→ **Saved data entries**
-- -- --

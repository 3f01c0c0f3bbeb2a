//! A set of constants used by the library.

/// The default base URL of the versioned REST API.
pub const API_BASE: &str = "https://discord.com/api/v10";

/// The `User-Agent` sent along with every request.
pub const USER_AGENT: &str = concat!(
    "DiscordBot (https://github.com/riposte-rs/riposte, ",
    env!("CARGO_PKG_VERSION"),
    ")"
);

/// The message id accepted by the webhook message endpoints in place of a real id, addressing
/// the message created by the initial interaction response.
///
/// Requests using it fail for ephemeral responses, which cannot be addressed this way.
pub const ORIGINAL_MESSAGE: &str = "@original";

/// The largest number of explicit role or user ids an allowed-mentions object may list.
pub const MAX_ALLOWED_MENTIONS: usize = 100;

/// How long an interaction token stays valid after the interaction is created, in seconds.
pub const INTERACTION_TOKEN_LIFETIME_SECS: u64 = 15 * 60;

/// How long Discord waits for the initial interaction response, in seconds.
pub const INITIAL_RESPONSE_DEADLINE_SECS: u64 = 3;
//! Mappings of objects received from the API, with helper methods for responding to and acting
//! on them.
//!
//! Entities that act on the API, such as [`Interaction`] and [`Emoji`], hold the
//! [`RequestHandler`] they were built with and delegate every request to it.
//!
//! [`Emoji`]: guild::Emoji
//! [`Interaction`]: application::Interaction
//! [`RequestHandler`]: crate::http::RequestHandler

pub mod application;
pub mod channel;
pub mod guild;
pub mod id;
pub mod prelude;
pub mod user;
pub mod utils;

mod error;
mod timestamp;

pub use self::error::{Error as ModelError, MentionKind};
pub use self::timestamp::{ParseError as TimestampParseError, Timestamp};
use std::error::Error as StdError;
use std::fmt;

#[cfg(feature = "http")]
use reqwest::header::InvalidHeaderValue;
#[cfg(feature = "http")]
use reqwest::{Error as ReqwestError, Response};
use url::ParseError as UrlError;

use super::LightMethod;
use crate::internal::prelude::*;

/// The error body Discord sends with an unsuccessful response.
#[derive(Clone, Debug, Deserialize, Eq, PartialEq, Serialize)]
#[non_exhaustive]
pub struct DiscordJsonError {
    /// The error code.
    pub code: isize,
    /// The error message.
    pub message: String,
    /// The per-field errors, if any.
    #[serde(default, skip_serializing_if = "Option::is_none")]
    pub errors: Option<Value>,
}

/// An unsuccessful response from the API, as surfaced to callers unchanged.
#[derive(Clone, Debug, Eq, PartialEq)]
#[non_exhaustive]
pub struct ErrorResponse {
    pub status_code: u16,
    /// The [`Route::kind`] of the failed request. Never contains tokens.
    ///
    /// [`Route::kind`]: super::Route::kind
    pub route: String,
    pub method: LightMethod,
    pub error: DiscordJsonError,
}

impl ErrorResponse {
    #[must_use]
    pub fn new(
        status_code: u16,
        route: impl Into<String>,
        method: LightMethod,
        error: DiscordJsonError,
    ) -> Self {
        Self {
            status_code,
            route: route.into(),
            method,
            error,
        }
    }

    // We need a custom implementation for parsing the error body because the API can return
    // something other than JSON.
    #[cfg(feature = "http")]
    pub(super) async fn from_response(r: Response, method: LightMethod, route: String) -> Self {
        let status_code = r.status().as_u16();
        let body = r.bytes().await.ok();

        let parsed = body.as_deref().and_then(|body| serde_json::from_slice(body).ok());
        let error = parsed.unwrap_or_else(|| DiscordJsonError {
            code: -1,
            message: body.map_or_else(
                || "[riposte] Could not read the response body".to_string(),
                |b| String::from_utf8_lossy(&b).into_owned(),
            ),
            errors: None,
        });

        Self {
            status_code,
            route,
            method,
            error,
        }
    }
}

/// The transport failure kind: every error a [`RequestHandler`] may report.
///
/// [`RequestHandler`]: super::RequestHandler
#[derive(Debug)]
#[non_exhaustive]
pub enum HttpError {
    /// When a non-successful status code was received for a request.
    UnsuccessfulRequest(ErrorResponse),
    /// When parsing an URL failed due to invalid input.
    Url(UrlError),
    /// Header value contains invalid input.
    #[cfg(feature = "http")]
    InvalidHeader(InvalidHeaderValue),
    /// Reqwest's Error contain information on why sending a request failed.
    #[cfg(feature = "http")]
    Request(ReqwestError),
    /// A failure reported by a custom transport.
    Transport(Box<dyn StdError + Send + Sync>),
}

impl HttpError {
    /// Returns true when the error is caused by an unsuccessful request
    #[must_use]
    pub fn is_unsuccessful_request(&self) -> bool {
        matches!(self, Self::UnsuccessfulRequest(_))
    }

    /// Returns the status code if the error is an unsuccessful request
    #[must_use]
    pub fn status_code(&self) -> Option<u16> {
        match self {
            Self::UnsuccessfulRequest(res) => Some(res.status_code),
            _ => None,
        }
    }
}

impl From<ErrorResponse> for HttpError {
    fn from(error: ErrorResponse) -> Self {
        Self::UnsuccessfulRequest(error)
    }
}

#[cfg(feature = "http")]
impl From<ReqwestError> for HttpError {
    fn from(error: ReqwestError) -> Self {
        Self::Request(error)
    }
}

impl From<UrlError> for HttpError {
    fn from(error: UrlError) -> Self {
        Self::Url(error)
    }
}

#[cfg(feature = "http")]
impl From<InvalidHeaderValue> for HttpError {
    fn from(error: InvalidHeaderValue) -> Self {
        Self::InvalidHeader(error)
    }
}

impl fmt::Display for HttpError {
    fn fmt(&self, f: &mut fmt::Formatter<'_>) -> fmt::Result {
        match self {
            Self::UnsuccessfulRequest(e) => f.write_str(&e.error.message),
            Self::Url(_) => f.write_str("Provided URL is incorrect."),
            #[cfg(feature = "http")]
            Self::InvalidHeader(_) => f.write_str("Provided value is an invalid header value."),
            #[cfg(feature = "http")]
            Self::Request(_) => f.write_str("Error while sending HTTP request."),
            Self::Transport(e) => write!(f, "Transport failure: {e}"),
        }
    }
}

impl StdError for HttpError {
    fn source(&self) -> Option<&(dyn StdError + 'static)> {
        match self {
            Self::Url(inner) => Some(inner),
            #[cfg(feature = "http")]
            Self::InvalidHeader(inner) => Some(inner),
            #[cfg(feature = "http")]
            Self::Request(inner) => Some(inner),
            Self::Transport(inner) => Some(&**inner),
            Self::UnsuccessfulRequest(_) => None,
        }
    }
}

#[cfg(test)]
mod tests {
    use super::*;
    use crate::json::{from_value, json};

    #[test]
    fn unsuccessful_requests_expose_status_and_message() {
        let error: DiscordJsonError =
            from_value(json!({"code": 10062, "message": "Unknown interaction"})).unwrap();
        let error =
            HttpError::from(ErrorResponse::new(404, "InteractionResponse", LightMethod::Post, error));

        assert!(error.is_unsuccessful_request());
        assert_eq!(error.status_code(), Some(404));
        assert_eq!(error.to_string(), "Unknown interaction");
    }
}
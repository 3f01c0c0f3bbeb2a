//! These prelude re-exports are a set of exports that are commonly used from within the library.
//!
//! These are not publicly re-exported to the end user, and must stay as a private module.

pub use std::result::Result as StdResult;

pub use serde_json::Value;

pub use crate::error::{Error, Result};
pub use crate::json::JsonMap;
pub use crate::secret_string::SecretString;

-- -- --

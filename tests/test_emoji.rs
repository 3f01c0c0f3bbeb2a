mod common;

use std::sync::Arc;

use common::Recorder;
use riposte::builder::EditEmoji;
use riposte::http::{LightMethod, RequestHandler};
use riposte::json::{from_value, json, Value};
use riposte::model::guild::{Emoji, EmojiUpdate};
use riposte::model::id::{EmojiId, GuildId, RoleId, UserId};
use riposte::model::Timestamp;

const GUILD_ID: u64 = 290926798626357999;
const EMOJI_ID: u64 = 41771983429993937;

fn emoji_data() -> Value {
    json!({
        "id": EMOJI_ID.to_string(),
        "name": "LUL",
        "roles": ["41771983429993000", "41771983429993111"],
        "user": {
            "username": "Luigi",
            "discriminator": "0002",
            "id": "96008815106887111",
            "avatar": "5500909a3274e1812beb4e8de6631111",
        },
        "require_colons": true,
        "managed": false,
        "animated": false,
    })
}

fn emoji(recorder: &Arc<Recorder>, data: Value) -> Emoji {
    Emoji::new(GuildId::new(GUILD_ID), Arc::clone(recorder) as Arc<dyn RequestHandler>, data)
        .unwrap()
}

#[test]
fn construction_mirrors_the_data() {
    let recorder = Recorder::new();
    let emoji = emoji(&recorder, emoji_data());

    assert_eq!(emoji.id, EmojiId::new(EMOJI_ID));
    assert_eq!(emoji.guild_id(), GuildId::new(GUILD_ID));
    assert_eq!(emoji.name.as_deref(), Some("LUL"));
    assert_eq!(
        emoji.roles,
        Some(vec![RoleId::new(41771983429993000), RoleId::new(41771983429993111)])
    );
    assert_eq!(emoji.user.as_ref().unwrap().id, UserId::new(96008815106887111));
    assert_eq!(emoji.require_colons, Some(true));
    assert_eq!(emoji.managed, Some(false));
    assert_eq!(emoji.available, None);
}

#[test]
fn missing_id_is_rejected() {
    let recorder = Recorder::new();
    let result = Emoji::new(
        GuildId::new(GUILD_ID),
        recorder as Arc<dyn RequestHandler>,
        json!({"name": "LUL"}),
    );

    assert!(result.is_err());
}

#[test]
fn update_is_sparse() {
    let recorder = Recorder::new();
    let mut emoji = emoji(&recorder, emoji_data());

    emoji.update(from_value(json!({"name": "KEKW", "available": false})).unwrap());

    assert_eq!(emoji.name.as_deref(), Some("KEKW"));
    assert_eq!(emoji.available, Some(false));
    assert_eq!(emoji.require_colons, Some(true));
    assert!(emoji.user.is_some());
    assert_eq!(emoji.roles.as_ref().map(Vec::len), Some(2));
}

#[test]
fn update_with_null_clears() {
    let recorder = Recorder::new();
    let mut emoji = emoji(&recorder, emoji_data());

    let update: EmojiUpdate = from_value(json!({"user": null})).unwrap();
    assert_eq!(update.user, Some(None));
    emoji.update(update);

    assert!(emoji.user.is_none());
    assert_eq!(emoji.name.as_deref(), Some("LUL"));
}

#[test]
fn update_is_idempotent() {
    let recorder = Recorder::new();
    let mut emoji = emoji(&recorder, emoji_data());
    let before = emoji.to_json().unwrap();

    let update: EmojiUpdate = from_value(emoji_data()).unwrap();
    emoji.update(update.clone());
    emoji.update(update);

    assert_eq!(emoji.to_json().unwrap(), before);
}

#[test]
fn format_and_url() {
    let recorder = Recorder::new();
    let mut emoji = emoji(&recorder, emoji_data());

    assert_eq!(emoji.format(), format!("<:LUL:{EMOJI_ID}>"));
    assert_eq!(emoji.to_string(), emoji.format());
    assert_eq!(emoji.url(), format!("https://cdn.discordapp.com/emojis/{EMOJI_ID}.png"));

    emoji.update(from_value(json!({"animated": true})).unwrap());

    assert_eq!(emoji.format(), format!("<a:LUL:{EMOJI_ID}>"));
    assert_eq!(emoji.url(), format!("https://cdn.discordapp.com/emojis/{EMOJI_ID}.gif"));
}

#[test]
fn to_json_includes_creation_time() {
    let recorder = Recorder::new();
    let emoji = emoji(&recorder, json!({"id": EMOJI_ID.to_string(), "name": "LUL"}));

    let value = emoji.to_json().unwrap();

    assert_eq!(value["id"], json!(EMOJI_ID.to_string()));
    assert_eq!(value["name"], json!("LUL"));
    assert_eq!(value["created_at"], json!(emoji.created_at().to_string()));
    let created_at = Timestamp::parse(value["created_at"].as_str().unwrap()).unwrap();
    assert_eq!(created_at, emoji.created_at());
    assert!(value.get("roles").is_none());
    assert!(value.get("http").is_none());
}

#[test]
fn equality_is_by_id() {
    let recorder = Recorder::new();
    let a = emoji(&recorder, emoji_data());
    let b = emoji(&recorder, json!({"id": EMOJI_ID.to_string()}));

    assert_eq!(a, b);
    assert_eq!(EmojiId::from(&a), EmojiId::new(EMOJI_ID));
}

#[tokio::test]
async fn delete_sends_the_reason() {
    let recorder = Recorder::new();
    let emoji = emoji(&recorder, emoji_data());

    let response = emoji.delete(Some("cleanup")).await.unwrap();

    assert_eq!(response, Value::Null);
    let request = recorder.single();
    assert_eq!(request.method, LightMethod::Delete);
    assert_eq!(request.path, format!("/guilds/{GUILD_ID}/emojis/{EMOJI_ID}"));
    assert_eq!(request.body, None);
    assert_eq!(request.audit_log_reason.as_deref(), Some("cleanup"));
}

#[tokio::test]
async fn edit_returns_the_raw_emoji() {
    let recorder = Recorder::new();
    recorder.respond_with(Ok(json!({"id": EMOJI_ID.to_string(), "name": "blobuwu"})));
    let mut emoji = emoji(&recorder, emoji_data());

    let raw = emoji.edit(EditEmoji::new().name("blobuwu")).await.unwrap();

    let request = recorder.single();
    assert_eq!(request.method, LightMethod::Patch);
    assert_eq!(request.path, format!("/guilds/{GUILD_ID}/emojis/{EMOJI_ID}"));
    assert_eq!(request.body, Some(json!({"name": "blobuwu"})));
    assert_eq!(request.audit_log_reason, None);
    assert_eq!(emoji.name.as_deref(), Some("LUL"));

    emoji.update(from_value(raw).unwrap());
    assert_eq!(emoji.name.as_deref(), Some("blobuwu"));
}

-- -- --

→ **Your instructions**
One stretch of the lines above is wanted, from the line that contains "with every request." through the line that contains "real id, addressing". Output it exactly.

→ **Result of this task**
/// The `User-Agent` sent along with every request.
pub const USER_AGENT: &str = concat!(
    "DiscordBot (https://github.com/riposte-rs/riposte, ",
    env!("CARGO_PKG_VERSION"),
    ")"
);

/// The message id accepted by the webhook message endpoints in place of a real id, addressing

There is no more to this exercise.